If you don’t have much in the way of savings or investments, you’ll need a higher level of cover to look after your family. Conversely, if you’ve got a high level of savings, a healthy super balance, and minimal debt, you’re likely to need less cover. Your super balance can be paid to your spouse or family upon your death, too, which will always help.

Typically, you’re looking to grow your wealth over the years, which means your level of life insurance cover can reduce. Your family can rely on more of its savings instead.

How to calculate life insurance cover

older couple calculating life insurance cover

Let’s look at a step-by-step example of how to determine your life insurance cover.

Tim and Sally are a married couple, both 35 years old. Tim works full-time and earns $120,000 per year. Sally works part-time and earns $50,000 per year. They have two kids aged 7 and 3.

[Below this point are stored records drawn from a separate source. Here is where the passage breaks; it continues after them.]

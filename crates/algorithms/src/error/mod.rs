//! Error handling for the arithmetic and XOF primitives

use std::borrow::Cow;
use std::fmt;

use latsig_api::{Error as CoreError, Result as CoreResult};

/// The error type for primitive operations
#[derive(Debug, Clone, PartialEq, Eq)]
pub enum Error {
    /// Parameter validation error
    Parameter {
        /// Name of the invalid parameter
        name: Cow<'static, str>,
        /// Reason why the parameter is invalid
        reason: Cow<'static, str>,
    },

    /// Length validation error
    Length {
        /// Context where the length error occurred
        context: &'static str,
        /// Expected length in bytes
        expected: usize,
        /// Actual length in bytes
        actual: usize,
    },

    /// Processing error during a primitive operation
    Processing {
        /// Operation that failed
        operation: &'static str,
        /// Additional details about the failure
        details: &'static str,
    },
}

impl Error {
    /// Shorthand to create a Parameter error
    pub fn param<N: Into<Cow<'static, str>>, R: Into<Cow<'static, str>>>(
        name: N,
        reason: R,
    ) -> Self {
        Error::Parameter {
            name: name.into(),
            reason: reason.into(),
        }
    }
}

/// Result type for primitive operations
pub type Result<T> = core::result::Result<T, Error>;

impl fmt::Display for Error {
    fn fmt(&self, f: &mut fmt::Formatter<'_>) -> fmt::Result {
        match self {
            Error::Parameter { name, reason } => {
                write!(f, "Invalid parameter '{}': {}", name, reason)
            }
            Error::Length { context, expected, actual } => {
                write!(
                    f,
                    "Invalid length for {}: expected {}, got {}",
                    context, expected, actual
                )
            }
            Error::Processing { operation, details } => {
                write!(f, "Processing error in {}: {}", operation, details)
            }
        }
    }
}

impl std::error::Error for Error {}

impl From<Error> for CoreError {
    fn from(err: Error) -> Self {
        match err {
            Error::Parameter { name, reason } => CoreError::InvalidParameter {
                context: "primitives",
                message: format!("{}: {}", name, reason),
            },
            Error::Length { context, expected, actual } => CoreError::InvalidLength {
                context,
                expected,
                actual,
            },
            Error::Processing { operation, details } => CoreError::Other {
                context: operation,
                message: details.to_string(),
            },
        }
    }
}

/// Convert a primitives result to a core result with additional context
#[inline]
pub fn to_core_result<T>(r: Result<T>, ctx: &'static str) -> CoreResult<T> {
    r.map_err(|e| CoreError::from(e).with_context(ctx))
}

pub mod validate;

#[cfg(test)]
mod tests {
    use super::*;

    #[test]
    fn test_length_error_converts_to_core() {
        let err = validate::length("seed", 12, 96).unwrap_err();
        let core: CoreError = err.into();
        assert_eq!(
            core,
            CoreError::InvalidLength {
                context: "seed",
                expected: 96,
                actual: 12
            }
        );
    }

    #[test]
    fn test_to_core_result_sets_context() {
        let r: Result<()> = Err(Error::Processing {
            operation: "xof",
            details: "update after finalize",
        });
        let core = to_core_result(r, "challenge").unwrap_err();
        assert_eq!(core.context(), "challenge");
        assert!(core.to_string().contains("update after finalize"));
    }
}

In this example we’ll look at cover for the main breadwinner, Tim.

Step 1: Net Asset Position

They have a house valued at $1 million, and a debt of $600,000 left on the property. They also have an investment property valued at $700,000, with $500,000 of debt against it. This gives them a total of $1.1 million in debt.

Tim has $300,000 in his super, Sally has $100,000.

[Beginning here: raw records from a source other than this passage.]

//! Shared helpers for the latsig integration tests

use latsig_api::{Result, SignatureSerialize, SignedMessage};
use rand::SeedableRng;
use rand_chacha::ChaCha20Rng;

/// Deterministic RNG for a test case
pub fn fixed_rng(seed: u8) -> ChaCha20Rng {
    ChaCha20Rng::from_seed([seed; 32])
}

/// Runs keypair, sign, verify and the attached-signature framing for one
/// scheme and returns the signature length.
///
/// Every step that should succeed is propagated with `?`; every step that
/// should fail is checked to fail.
pub fn exercise_scheme<S>(rng: &mut ChaCha20Rng, message: &[u8]) -> Result<usize>
where
    S: SignatureSerialize + SignedMessage,
{
    let keypair = S::keypair(rng)?;
    let (pk, sk) = (S::public_key(&keypair), S::secret_key(&keypair));
    assert_eq!(S::serialize_public_key(&pk).len(), S::PUBLIC_KEY_SIZE);
    assert_eq!(S::serialize_secret_key(&sk).len(), S::SECRET_KEY_SIZE);

    let sig = S::sign(message, &sk)?;
    S::verify(message, &sig, &pk)?;

    let sig_bytes = S::serialize_signature(&sig);
    let sig_again = S::deserialize_signature(&sig_bytes)?;
    S::verify(message, &sig_again, &pk)?;

    let mut wrong = message.to_vec();
    wrong.push(0);
    assert!(S::verify(&wrong, &sig, &pk).is_err());

    let signed = S::sign_message(message, &sk)?;
    assert_eq!(S::open(&signed, &pk)?, message);

    Ok(sig_bytes.len())
}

Step 2: What happens if Tim passes away?

If Tim passes away, the family finds itself $1.1 million in debt, and missing $120,000 per year in income.

Step 3: Would Sally keep working?

Sally feels she wouldn’t want to work anymore if Tim passed away, and would look after the kids full time. So they would lose her $50,000 income.

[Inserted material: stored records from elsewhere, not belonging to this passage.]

/// Decodes a secret key. Eta coefficients outside `[0, 2 * eta]` are rejected.
pub fn unpack_secret_key<P, const K: usize, const L: usize>(
    sk: &[u8],
) -> Result<SecretKeyParts<K, L>>
where
    P: DilithiumParams<K, L>,
{
    if sk.len() != P::SECRET_KEY_BYTES {
        return Err(SignError::InvalidKeySize {
            expected: P::SECRET_KEY_BYTES,
            actual: sk.len(),
        });
    }
    let eta_bytes = P::POLY_ETA_PACKED_BYTES;

    let mut parts = SecretKeyParts {
        rho: [0u8; SEED_BYTES],
        key: [0u8; SEED_BYTES],
        tr: [0u8; CRH_BYTES],
        s1: PolyVec::<L>::zero(),
        s2: PolyVec::<K>::zero(),
        t0: PolyVec::<K>::zero(),
    };

    let (seeds, rest) = sk.split_at(2 * SEED_BYTES + CRH_BYTES);
    parts.rho.copy_from_slice(&seeds[..SEED_BYTES]);
    parts.key.copy_from_slice(&seeds[SEED_BYTES..2 * SEED_BYTES]);
    parts.tr.copy_from_slice(&seeds[2 * SEED_BYTES..]);

    let (s1_bytes, rest) = rest.split_at(L * eta_bytes);
    for (p, chunk) in parts.s1.polys.iter_mut().zip(s1_bytes.chunks_exact(eta_bytes)) {
        *p = unpack_eta(chunk, P::ETA, P::ETA_BITS)?;
    }
    let (s2_bytes, t0_bytes) = rest.split_at(K * eta_bytes);
    for (p, chunk) in parts.s2.polys.iter_mut().zip(s2_bytes.chunks_exact(eta_bytes)) {
        *p = unpack_eta(chunk, P::ETA, P::ETA_BITS)?;
    }
    for (p, chunk) in parts.t0.polys.iter_mut().zip(t0_bytes.chunks_exact(POLY_T0_PACKED_BYTES)) {
        *p = unpack_t0(chunk)?;
    }
    Ok(parts)
}

// Signatures

fn pack_hints<const K: usize>(h: &PolyVec<K>, omega: usize, out: &mut [u8]) -> Result<()> {
    let mut k = 0;
    for (i, p) in h.polys.iter().enumerate() {
        for (j, &c) in p.coeffs.iter().enumerate() {
            if c != 0 {
                if k == omega {
                    return Err(SignError::Encoding(format!(
                        "more than {} hint bits",
                        omega
                    )));
                }
                out[k] = j as u8;
                k += 1;
            }
        }
        out[omega + i] = k as u8;
    }
    out[k..omega].fill(0);
    Ok(())
}

fn unpack_hints<const K: usize>(bytes: &[u8], omega: usize) -> Result<PolyVec<K>> {
    let malformed = |what: &str| SignError::Deserialization(format!("malformed hint: {}", what));

    let mut h = PolyVec::<K>::zero();
    let mut k = 0;
    for (i, p) in h.polys.iter_mut().enumerate() {
        let end = bytes[omega + i] as usize;
        if end < k || end > omega {
            return Err(malformed("count out of range"));
        }
        for j in k..end {
            // Indices must be strictly increasing within a polynomial
            if j > k && bytes[j] <= bytes[j - 1] {
                return Err(malformed("indices not increasing"));
            }
            p.coeffs[bytes[j] as usize] = 1;
        }
        k = end;
    }
    if bytes[k..omega].iter().any(|&b| b != 0) {
        return Err(malformed("nonzero padding"));
    }
    Ok(h)
}

fn pack_challenge(c: &Poly, out: &mut [u8]) {
    let (bitmap, sign_bytes) = out.split_at_mut(N / 8);
    let mut signs = 0u64;
    let mut mask = 1u64;
    for (byte, coeffs) in bitmap.iter_mut().zip(c.coeffs.chunks_exact(8)) {
        *byte = 0;
        for (j, &a) in coeffs.iter().enumerate() {
            if a != 0 {
                *byte |= 1 << j;
                if a == Q - 1 {
                    signs |= mask;
                }
                mask <<= 1;
            }
        }
    }
    sign_bytes.copy_from_slice(&signs.to_le_bytes());
}

fn unpack_challenge(bytes: &[u8]) -> Result<Poly> {
    let (bitmap, sign_bytes) = bytes.split_at(N / 8);
    let mut raw = [0u8; 8];
    raw.copy_from_slice(sign_bytes);
    let mut signs = u64::from_le_bytes(raw);
    if signs >> CHALLENGE_WEIGHT != 0 {
        return Err(SignError::Deserialization(
            "challenge sign bits beyond weight".into(),
        ));
    }
    let weight: u32 = bitmap.iter().map(|b| b.count_ones()).sum();
    if weight as usize != CHALLENGE_WEIGHT {
        return Err(SignError::Deserialization(format!(
            "challenge weight {} instead of {}",
            weight, CHALLENGE_WEIGHT
        )));
    }

    let mut c = Poly::zero();
    for (byte_idx, &byte) in bitmap.iter().enumerate() {
        for j in 0..8 {
            if (byte >> j) & 1 == 1 {
                c.coeffs[8 * byte_idx + j] = if signs & 1 == 1 { Q - 1 } else { 1 };
                signs >>= 1;
            }
        }
    }
    Ok(c)
}

/// Encodes `z ‖ h ‖ c`. `z` must be canonical and `h` carry at most OMEGA bits.
pub fn pack_signature<P, const K: usize, const L: usize>(
    z: &PolyVec<L>,
    h: &PolyVec<K>,
    c: &Poly,
) -> Result<Vec<u8>>
where
    P: DilithiumParams<K, L>,
{
    let mut sig = vec![0u8; P::SIGNATURE_BYTES];
    let (z_bytes, rest) = sig.split_at_mut(L * POLY_Z_PACKED_BYTES);
    for (p, chunk) in z.polys.iter().zip(z_bytes.chunks_exact_mut(POLY_Z_PACKED_BYTES)) {
        pack_z(p, chunk)?;
    }
    let (h_bytes, c_bytes) = rest.split_at_mut(P::OMEGA + K);
    pack_hints(h, P::OMEGA, h_bytes)?;
    pack_challenge(c, c_bytes);
    Ok(sig)
}

/// Decodes a signature into `(z, h, c)`.
///
/// The input must be exactly `SIGNATURE_BYTES` long.
pub fn unpack_signature<P, const K: usize, const L: usize>(
    sig: &[u8],
) -> Result<(PolyVec<L>, PolyVec<K>, Poly)>
where
    P: DilithiumParams<K, L>,
{
    if sig.len() != P::SIGNATURE_BYTES {
        return Err(SignError::InvalidSignatureSize {
            expected: P::SIGNATURE_BYTES,
            actual: sig.len(),
        });
    }
    debug_assert_eq!(
        P::SIGNATURE_BYTES,
        L * POLY_Z_PACKED_BYTES + P::OMEGA + K + CHALLENGE_PACKED_BYTES
    );

    let (z_bytes, rest) = sig.split_at(L * POLY_Z_PACKED_BYTES);
    let mut z = PolyVec::<L>::zero();
    for (p, chunk) in z.polys.iter_mut().zip(z_bytes.chunks_exact(POLY_Z_PACKED_BYTES)) {
        *p = unpack_z(chunk)?;
    }
    let (h_bytes, c_bytes) = rest.split_at(P::OMEGA + K);
    let h = unpack_hints::<K>(h_bytes, P::OMEGA)?;
    let c = unpack_challenge(c_bytes)?;
    Ok((z, h, c))
}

But if their debt was cleared, they might not need to replace both sets of income.

Step 4: What sort of life do they want for the family?

Both want their kids to go to good schools, which they estimate to cost $30,000 per year in the future. They want the family to still be able to go on holidays, which is usually $10,000 each year.

After discussing their lifestyle, they decide Sally should have $100,000 of income each year.

With no debt against it, their investment property can generate $30,000 per year in rental income. So to achieve $100,000 in income, they need to generate an extra $70,000 per year.

Step 5: Determine the necessary lump sum payment

As a rough guide, to generate $70,000 per year in income, you would need to invest approximately $1.75 million at 4% income return.

If Tim passes away, their estate plan says that Sally can access Tim's $300,000 in super. This means they need another $1.45 million to reach a $1.75 million lump sum to invest.

They need $1.1 million to extinguish all their existing debt.

So the total lump sum payment needed is $2.85 million.

Step 6: Discuss if this is appropriate

Once they calculate the $2.85 million lump sum, Tim and Sally will discuss if it’s appropriate, and if they need to make changes to the plan.

For example, if Sally kept working, they only need an extra $50,000 income, as Sally would earn the other $50,000. This would reduce the life insurance amount needed.

They could also decide to keep some debt on the investment property, which would again reduce the insurance needed.

Step 7: Review cover every year

The mistake many people make is not reviewing their insurance cover each year.

It’s always best to review your insurance annually, to update any calculations based on your current situation.

For example, if Tim and Sally have paid down debt over the year, they can decrease their cover. If Tim’s super grows, their cover can also decrease. If they’ve taken on more debt, their cover may need to increase.

The final word

Life insurance calculations are complex. There’s a lot to consider, and many things you might miss.

So it’s crucial to engage a trusted adviser to help you perform the right calculations, so you can determine the right level of cover for you or your partner. It’s going to save you time, money, and—ultimately—save you heartache.

When a good insurance plan is incorporated with a good financial plan, your family will enjoy the life you want them to—regardless of what happens to you.